**Data for analysis:**

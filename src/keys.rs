use std::collections::HashMap;

use crate::entity::Heading;

/// Backend-independent key code.
#[derive(Copy, Clone, Debug, PartialEq, Eq, Hash)]
pub enum Key {
    Up,
    Down,
    Left,
    Right,
    Char(char),
    Esc,
    CtrlC,
}

impl Key {
    /// Ends the current round, or quits from the mode select screen.
    pub fn is_stop(self) -> bool {
        matches!(self, Key::Char('q') | Key::CtrlC)
    }
}

/// Fixed binding from keys to the four unit headings.
#[derive(Clone, Debug, PartialEq, Eq)]
pub struct Keymap {
    bindings: HashMap<Key, Heading>,
}

impl Keymap {
    fn from_bindings(bindings: [(Key, Heading); 4]) -> Self {
        Keymap { bindings: bindings.into_iter().collect() }
    }

    pub fn wasd() -> Self {
        Keymap::from_bindings([
            (Key::Char('w'), Heading::UP),
            (Key::Char('s'), Heading::DOWN),
            (Key::Char('a'), Heading::LEFT),
            (Key::Char('d'), Heading::RIGHT),
        ])
    }

    pub fn arrows() -> Self {
        Keymap::from_bindings([
            (Key::Up, Heading::UP),
            (Key::Down, Heading::DOWN),
            (Key::Left, Heading::LEFT),
            (Key::Right, Heading::RIGHT),
        ])
    }

    /// Arrow keys with both axes flipped, for the snake that starts facing
    /// the other player.
    pub fn mirrored_arrows() -> Self {
        Keymap::from_bindings([
            (Key::Up, Heading::DOWN),
            (Key::Down, Heading::UP),
            (Key::Left, Heading::RIGHT),
            (Key::Right, Heading::LEFT),
        ])
    }

    pub fn heading_for(&self, key: Key) -> Option<Heading> {
        self.bindings.get(&key).copied()
    }
}
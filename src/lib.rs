//! Auction Sweeper - auction store with automatic expiration
//!
//! Auctions are created Active and a background sweep closes them once their
//! configured lifetime has elapsed.

pub mod auction;
pub mod config;
pub mod error;
pub mod tasks;

pub use auction::{AuctionRepository, DurationPolicy, InMemoryAuctionStore};
pub use config::Config;
pub use error::{AuctionError, Result};
pub use tasks::{StoreLifecycle, SweeperState};
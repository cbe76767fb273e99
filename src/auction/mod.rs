//! Auction Module
//!
//! Auction entities, the lifetime policy, the clock abstraction and the store.

mod clock;
mod entity;
mod policy;
mod store;


// Re-export public types
pub use clock::{Clock, ManualClock, SystemClock};
pub use entity::{
    truncate_to_seconds, Auction, AuctionFilter, AuctionRecord, AuctionStatus, Bid,
    ProductCondition,
};
pub use policy::{
    parse_duration, DurationPolicy, DEFAULT_AUCTION_LIFETIME, MAX_SWEEP_INTERVAL,
    MIN_SWEEP_INTERVAL,
};
pub use store::{AuctionRepository, ExpirationStore, InMemoryAuctionStore};
//! Error types for the auction store
//!
//! Provides unified error handling using thiserror.

use thiserror::Error;

// == Auction Error Enum ==
/// Unified error type for store operations.
#[derive(Error, Debug, Clone, PartialEq)]
pub enum AuctionError {
    /// Auction or bid not found
    #[error("Not found: {0}")]
    NotFound(String),

    /// Invalid entity data or lifecycle misuse
    #[error("Invalid request: {0}")]
    InvalidRequest(String),

    /// Auction is no longer accepting bids
    #[error("Auction closed: {0}")]
    AuctionClosed(String),

    /// Store failure (connectivity, serialization, poisoned state)
    #[error("Internal error: {0}")]
    Internal(String),
}

// == Duration Parse Error ==
/// Reasons a duration expression is rejected.
#[derive(Error, Debug, Clone, PartialEq, Eq)]
pub enum DurationParseError {
    #[error("empty duration expression")]
    Empty,

    #[error("expected a number at position {0}")]
    MissingNumber(usize),

    #[error("missing unit after {0}")]
    MissingUnit(u64),

    #[error("unknown unit '{0}'")]
    UnknownUnit(String),

    #[error("duration overflows")]
    Overflow,

    #[error("duration must be greater than zero")]
    Zero,
}

// == Result Type Alias ==
/// Convenience Result type for store operations.
pub type Result<T> = std::result::Result<T, AuctionError>;
//! Store Lifecycle
//!
//! Owns the expiration sweeper for one store: building the lifecycle never
//! spawns anything, `start` launches the sweep under a cancellation scope and
//! `stop` cancels it and waits for the loop to exit.

use std::sync::Arc;

use tokio::task::JoinHandle;
use tokio_util::sync::CancellationToken;
use tracing::{debug, error};

use crate::auction::{Clock, DurationPolicy, ExpirationStore, SystemClock};
use crate::config::Config;
use crate::error::{AuctionError, Result};
use crate::tasks::{ExpirationSweeper, SweepStats, SweepStatsSnapshot};

// == Sweeper State ==
/// Where the sweeper is in its one-way lifecycle.
#[derive(Debug, Clone, Copy, PartialEq, Eq)]
pub enum SweeperState {
    NotStarted,
    Running,
    Stopped,
}

struct RunningSweeper {
    cancel: CancellationToken,
    handle: JoinHandle<()>,
}

/// Store plus the sweeper that keeps its auctions' status current.
///
/// A lifecycle can be started once. Dropping it without calling
/// [`stop`](Self::stop) leaves the sweep running until the runtime shuts down.
pub struct StoreLifecycle<S> {
    store: Arc<S>,
    policy: DurationPolicy,
    clock: Arc<dyn Clock>,
    stats: Arc<SweepStats>,
    started: bool,
    running: Option<RunningSweeper>,
}

impl<S: ExpirationStore> StoreLifecycle<S> {
    // == Constructor ==
    /// Resolves the lifetime from `config` and uses the system clock.
    pub fn new(store: Arc<S>, config: &Config) -> Self {
        Self::with_clock(store, DurationPolicy::from_config(config), Arc::new(SystemClock))
    }

    pub fn with_clock(store: Arc<S>, policy: DurationPolicy, clock: Arc<dyn Clock>) -> Self {
        Self {
            store,
            policy,
            clock,
            stats: Arc::new(SweepStats::new()),
            started: false,
            running: None,
        }
    }

    pub fn store(&self) -> &Arc<S> {
        &self.store
    }

    pub fn policy(&self) -> DurationPolicy {
        self.policy
    }

    pub fn stats(&self) -> SweepStatsSnapshot {
        self.stats.snapshot()
    }

    /// Current state. A sweeper whose parent scope was cancelled reports
    /// `Stopped` even before [`stop`](Self::stop) is called.
    pub fn state(&self) -> SweeperState {
        match (&self.running, self.started) {
            (_, false) => SweeperState::NotStarted,
            (Some(running), true) if !running.handle.is_finished() => SweeperState::Running,
            _ => SweeperState::Stopped,
        }
    }

    // == Start ==
    /// Spawns the sweeper under a child of `cancel`.
    ///
    /// # Errors
    /// Returns `InvalidRequest` if the lifecycle was already started; a
    /// stopped sweeper is never restarted.
    pub fn start(&mut self, cancel: &CancellationToken) -> Result<()> {
        if self.started {
            return Err(AuctionError::InvalidRequest(
                "Expiration sweeper was already started".to_string(),
            ));
        }

        let child = cancel.child_token();
        let store: Arc<dyn ExpirationStore> = self.store.clone();
        let handle = ExpirationSweeper::new(store, self.policy, self.clock.clone())
            .with_stats(self.stats.clone())
            .spawn(child.clone());

        self.started = true;
        self.running = Some(RunningSweeper {
            cancel: child,
            handle,
        });
        Ok(())
    }

    // == Stop ==
    /// Cancels the sweeper and waits for its current tick to finish.
    ///
    /// Does nothing if the sweeper was never started or is already stopped.
    pub async fn stop(&mut self) {
        let Some(running) = self.running.take() else {
            debug!("Expiration sweeper not running, nothing to stop");
            return;
        };

        running.cancel.cancel();
        if let Err(err) = running.handle.await {
            error!("Expiration sweeper task ended abnormally: {}", err);
        }
    }
}
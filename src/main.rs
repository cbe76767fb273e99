//! Auction Sweeper - auction store with automatic expiration
//!
//! Runs the in-memory auction store together with its expiration sweep until
//! the process is asked to shut down.

use std::sync::Arc;

use tokio::signal;
use tokio_util::sync::CancellationToken;
use tracing::info;
use tracing_subscriber::{layer::SubscriberExt, util::SubscriberInitExt};

use auction_sweeper::{Config, InMemoryAuctionStore, StoreLifecycle};

/// Main entry point.
///
/// # Startup Sequence
/// 1. Initialize tracing subscriber for logging
/// 2. Load configuration from environment variables
/// 3. Create the auction store
/// 4. Start the expiration sweep under a root cancellation token
/// 5. Wait for SIGINT/SIGTERM, then cancel and wait for the sweep to stop
#[tokio::main]
async fn main() -> anyhow::Result<()> {
    // Defaults to "info" level, can be overridden with RUST_LOG env var
    tracing_subscriber::registry()
        .with(
            tracing_subscriber::EnvFilter::try_from_default_env()
                .unwrap_or_else(|_| "auction_sweeper=info".into()),
        )
        .with(tracing_subscriber::fmt::layer())
        .init();

    info!("Starting auction sweeper");

    let config = Config::from_env();
    let store = Arc::new(InMemoryAuctionStore::new());
    let mut lifecycle = StoreLifecycle::new(store, &config);
    info!(
        "Configuration loaded: lifetime={:?}, sweep_interval={:?}",
        lifecycle.policy().lifetime(),
        lifecycle.policy().sweep_interval()
    );

    let shutdown = CancellationToken::new();
    lifecycle.start(&shutdown)?;

    shutdown_signal().await?;
    shutdown.cancel();
    lifecycle.stop().await;

    let stats = lifecycle.stats();
    info!(
        "Shutdown complete: ticks={}, closed={}, failed_ticks={}",
        stats.ticks, stats.closed, stats.failures
    );
    Ok(())
}

/// Waits for shutdown signal (Ctrl+C or SIGTERM).
async fn shutdown_signal() -> anyhow::Result<()> {
    #[cfg(unix)]
    {
        let mut terminate = signal::unix::signal(signal::unix::SignalKind::terminate())?;
        tokio::select! {
            result = signal::ctrl_c() => {
                result?;
                info!("Received Ctrl+C, initiating shutdown...");
            }
            _ = terminate.recv() => {
                info!("Received SIGTERM, initiating shutdown...");
            }
        }
    }

    #[cfg(not(unix))]
    {
        signal::ctrl_c().await?;
        info!("Received Ctrl+C, initiating shutdown...");
    }

    Ok(())
}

**Exercise:** In the records above, find each line that mentions the word "entity", and copy it.

**Task solution:**
use crate::entity::Heading;
mod entity;
pub use entity::{
    /// Invalid entity data or lifecycle misuse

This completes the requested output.